Me maravillaba ver la agilidad con la que se movían sus dedos por el teclado, con esa maestría que dan tantos años de oficio pero que, desde mis ojos de niña, siempre me parecía algo mágico, porque ¿cómo sabía qué tecla tocar? ¿en qué orden para que el abanico de hierros centrales, con sus letras mayúsculas y minúsculas en relieve a la manera del hemiciclo de una pequeña Real Academia Española, no se convirtiera en un amasijo inservible? Creo que nunca le he hablado a mi padre de esa envidia mía al verlo escribir sin dudar, con todos los dedos conjuntados tan armoniosamente. Lo que sí sé es que me ponía muchas veces a su lado para ser la primera en leer las palabras recién horneadas que, después de haber sido amasadas por aquel rodillo de goma oscura que él llamaba carro, salían a escena alegres, justo en el momento que les correspondía. Era asombroso que de repente la tinta negra se convirtiera en roja con un simple clic que hacía que la película fuera tecnicolor, perdón bicolor. Además, si quería hacer el duplicado de un documento, utilizaba un papel que te ponía los dedos perdidos si lo tocabas por el lado que a él no le venía bien y que, además, era la prueba irrefutable de que habías estado espiando en su despacho. 

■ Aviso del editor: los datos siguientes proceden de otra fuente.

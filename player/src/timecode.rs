/// Formats a time in seconds as `minutes:seconds`, seconds zero-padded to two
/// digits, minutes unpadded. Fractional seconds are truncated, not rounded.
/// Negative or non-finite input renders as `0:00`.
pub fn to_timecode(seconds: f64) -> String {
    let total = if seconds.is_finite() && seconds > 0.0 {
        seconds.floor() as u64
    } else {
        0
    };
    format!("{}:{:02}", total / 60, total % 60)
}
mod player;

pub use self::player::PlayerView;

Ahora, todas estas proezas han perdido parte de su brillo frente a las posibilidades que nos brinda cualquier programa de edición de textos.  Sin embargo, para mí, mi padre sigue siendo ese héroe capaz de escribir páginas enteras sin errores, ni tachones y sin típex, no porque él se negara a usarlo sino porque no existía ese líquido blanco que  purifica y todo ¿apaña o amaña?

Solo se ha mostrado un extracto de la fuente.